Repeat word for word the opening stretch of the entries, from the first line through the line containing "stored id's view".

═════ Input material ═════

//! JSON API over a [`Wallet`].
//!
//! | route              | body              |
//! |--------------------|-------------------|
//! | `GET /id`          | `{"id": ...}`     |
//! | `POST /id`         | `{"id": "..."}`   |
//! | `DELETE /id`       | `{"id": null}`    |
//! | `GET /wallet`      | stored id's view  |
//! | `GET /wallet/{id}` | explicit id's view|
//!
//! The `{id}` segment is percent-decoded before filtering.
//!
//! Failures answer `{"message": "..."}` with a status derived from
//! [`WalletError`].

use crate::core::Wallet;
use crate::utils::error::WalletError;
use serde::{Deserialize, Serialize};
use std::convert::Infallible;
use std::sync::Arc;
use tracing::error;
use warp::http::StatusCode;
use warp::reply::{self, Json, WithStatus};
use warp::{Filter, Rejection};

#[derive(Debug, Serialize, Deserialize)]
pub struct IdentityBody {
    pub id: Option<String>,
}

#[derive(Debug, Serialize)]
struct MessageBody {
    message: String,
}

pub fn routes(
    wallet: Arc<Wallet>,
) -> impl Filter<Extract = (WithStatus<Json>,), Error = Rejection> + Clone {
    let get_id = warp::path!("id")
        .and(warp::get())
        .and(with_wallet(wallet.clone()))
        .and_then(get_identity);

    let set_id = warp::path!("id")
        .and(warp::post())
        .and(warp::body::content_length_limit(16 * 1024))
        .and(warp::body::json())
        .and(with_wallet(wallet.clone()))
        .and_then(set_identity);

    let clear_id = warp::path!("id")
        .and(warp::delete())
        .and(with_wallet(wallet.clone()))
        .and_then(clear_identity);

    let stored = warp::path!("wallet")
        .and(warp::get())
        .and(with_wallet(wallet.clone()))
        .and_then(stored_view);

    let named = warp::path!("wallet" / String)
        .and(warp::get())
        .and(with_wallet(wallet))
        .and_then(named_view);

    get_id
        .or(set_id)
        .unify()
        .or(clear_id)
        .unify()
        .or(stored)
        .unify()
        .or(named)
        .unify()
}

fn with_wallet(
    wallet: Arc<Wallet>,
) -> impl Filter<Extract = (Arc<Wallet>,), Error = Infallible> + Clone {
    warp::any().map(move || wallet.clone())
}

async fn get_identity(wallet: Arc<Wallet>) -> Result<WithStatus<Json>, Rejection> {
    let body = IdentityBody {
        id: wallet.identity().await,
    };
    Ok(reply::with_status(reply::json(&body), StatusCode::OK))
}

async fn set_identity(
    body: IdentityBody,
    wallet: Arc<Wallet>,
) -> Result<WithStatus<Json>, Rejection> {
    let Some(id) = body.id else {
        return Ok(message(StatusCode::BAD_REQUEST, "Request body must have id"));
    };

    match wallet.set_identity(&id).await {
        Ok(()) => Ok(reply::with_status(
            reply::json(&IdentityBody { id: Some(id) }),
            StatusCode::OK,
        )),
        Err(e) => Ok(failure(e)),
    }
}

async fn clear_identity(wallet: Arc<Wallet>) -> Result<WithStatus<Json>, Rejection> {
    Ok(match wallet.clear_identity().await {
        Ok(()) => reply::with_status(reply::json(&IdentityBody { id: None }), StatusCode::OK),
        Err(e) => failure(e),
    })
}

async fn stored_view(wallet: Arc<Wallet>) -> Result<WithStatus<Json>, Rejection> {
    Ok(match wallet.stored_view().await {
        Ok(view) => reply::with_status(reply::json(&view), StatusCode::OK),
        Err(e) => failure(e),
    })
}

async fn named_view(id: String, wallet: Arc<Wallet>) -> Result<WithStatus<Json>, Rejection> {
    let Ok(id) = urlencoding::decode(&id) else {
        return Ok(message(StatusCode::BAD_REQUEST, "Wallet id is not valid UTF-8"));
    };

    Ok(match wallet.view(&id).await {
        Ok(view) => reply::with_status(reply::json(&view), StatusCode::OK),
        Err(e) => failure(e),
    })
}

fn failure(e: anyhow::Error) -> WithStatus<Json> {
    let status = match e.downcast_ref::<WalletError>() {
        Some(WalletError::MissingIdentity) => StatusCode::NOT_FOUND,
        Some(WalletError::InvalidAmount { .. }) => StatusCode::UNPROCESSABLE_ENTITY,
        Some(WalletError::FetchError(_)) => StatusCode::BAD_GATEWAY,
        _ => StatusCode::INTERNAL_SERVER_ERROR,
    };

    if status == StatusCode::INTERNAL_SERVER_ERROR {
        error!(
            event = "api_error",
            message = "Request failed",
            error = %e
        );
    }

    message(status, &e.to_string())
}

fn message(status: StatusCode, message: &str) -> WithStatus<Json> {
    reply::with_status(
        reply::json(&MessageBody {
            message: message.to_string(),
        }),
        status,
    )
}
use thiserror::Error;

#[derive(Error, Debug)]
pub enum WalletError {
    #[error("Invalid amount in block {block}, transaction {transaction}: {value}")]
    InvalidAmount {
        block: usize,
        transaction: usize,
        value: String,
    },

    #[error("Chain fetch error: {0}")]
    FetchError(String),

    #[error("Storage error: {0}")]
    StorageError(String),

    #[error("Configuration error: {0}")]
    ConfigError(String),

    #[error("No ID provided yet")]
    MissingIdentity,
}
use anyhow::Result;
use clap::{Parser, Subcommand};
use mimalloc::MiMalloc;
use std::path::PathBuf;
use std::sync::Arc;
use tracing_subscriber::EnvFilter;

use wallet_ledger::config::Config;
use wallet_ledger::core::render::identity_label;
use wallet_ledger::Wallet;

#[global_allocator]
static GLOBAL: MiMalloc = MiMalloc;

#[derive(Parser, Debug)]
#[command(name = "wallet-ledger", version, about = "Wallet view over a ledger node's chain")]
struct Cli {
    /// Configuration file; defaults to ./wallet.toml when present
    #[arg(long, global = true)]
    config: Option<PathBuf>,

    #[command(subcommand)]
    command: Command,
}

#[derive(Subcommand, Debug)]
enum Command {
    /// Print the wallet's transactions and balance once
    Show {
        /// Identifier to show instead of the stored one
        #[arg(long)]
        id: Option<String>,
    },
    /// Print the stored identifier
    Id,
    /// Store the identifier used by `show`, `watch` and `GET /wallet`
    SetId { id: String },
    /// Forget the stored identifier
    ClearId,
    /// Re-print the wallet whenever the chain changes
    Watch,
    /// Serve the JSON API
    Serve,
}

#[tokio::main]
async fn main() -> Result<()> {
    // Initialize logging
    init_logging()?;

    let cli = Cli::parse();

    // Load configuration
    let config = Config::load(cli.config.as_deref())?;

    let wallet = Wallet::new(config)?;

    match cli.command {
        Command::Show { id } => {
            let view = match id {
                Some(id) => wallet.view(&id).await?,
                None => wallet.stored_view().await?,
            };
            print!("{}", view.render());
        }
        Command::Id => {
            let id = wallet.identity().await;
            println!("{}", identity_label(id.as_deref()));
        }
        Command::SetId { id } => {
            wallet.set_identity(&id).await?;
            println!("{id}");
        }
        Command::ClearId => {
            wallet.clear_identity().await?;
            println!("{}", identity_label(None));
        }
        Command::Watch => wallet.watch().await?,
        Command::Serve => Arc::new(wallet).serve().await?,
    }

    Ok(())
}

fn init_logging() -> Result<()> {
    let filter = EnvFilter::try_from_default_env().unwrap_or_else(|_| EnvFilter::new("info"));
    tracing_subscriber::fmt()
        .json()
        .with_env_filter(filter)
        .with_writer(std::io::stderr)
        .init();
    Ok(())
}
pub mod error;
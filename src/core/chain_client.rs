use crate::config::Config;
use crate::core::blocks::ChainDocument;
use crate::utils::error::WalletError;
use anyhow::Result;
use tracing::{error, info, warn};

#[derive(Clone)]
pub struct ChainClient {
    http: reqwest::Client,
    node_url: String,
}

impl ChainClient {
    pub fn new(config: &Config) -> Result<Self> {
        let http = reqwest::Client::builder()
            .timeout(config.request_timeout())
            .build()
            .map_err(|e| WalletError::ConfigError(e.to_string()))?;

        Ok(Self {
            http,
            node_url: config.node_url.trim_end_matches('/').to_string(),
        })
    }

    pub fn chain_url(&self) -> String {
        format!("{}/chain", self.node_url)
    }

    pub async fn fetch_chain(&self) -> Result<ChainDocument> {
        let url = self.chain_url();
        info!(
            event = "fetching_chain",
            message = "Requesting full chain from node",
            url = %url
        );

        let response = match self.http.get(&url).send().await {
            Ok(response) => response,
            Err(e) => {
                error!(
                    event = "chain_fetch_error",
                    message = "Failed to reach node",
                    url = %url,
                    error = %e
                );
                return Err(WalletError::FetchError(e.to_string()).into());
            }
        };

        let status = response.status();
        if !status.is_success() {
            error!(
                event = "chain_fetch_error",
                message = "Node returned an error status",
                url = %url,
                status = status.as_u16()
            );
            return Err(WalletError::FetchError(format!("node returned {status}")).into());
        }

        let document: ChainDocument = response.json().await.map_err(|e| {
            error!(
                event = "chain_decode_error",
                message = "Node response is not a chain document",
                url = %url,
                error = %e
            );
            WalletError::FetchError(format!("invalid chain document: {e}"))
        })?;

        if let Some(length) = document.length {
            if length != document.chain.len() {
                warn!(
                    event = "chain_length_mismatch",
                    message = "Reported chain length differs from block count",
                    reported = length,
                    blocks = document.chain.len()
                );
            }
        }

        info!(
            event = "chain_fetched",
            message = "Fetched chain from node",
            blocks = document.chain.len(),
            tx_count = document.transaction_count()
        );

        Ok(document)
    }
}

═════

- [Your response]:
//! JSON API over a [`Wallet`].
//!
//! | route              | body              |
//! |--------------------|-------------------|
//! | `GET /id`          | `{"id": ...}`     |
//! | `POST /id`         | `{"id": "..."}`   |
//! | `DELETE /id`       | `{"id": null}`    |
//! | `GET /wallet`      | stored id's view  |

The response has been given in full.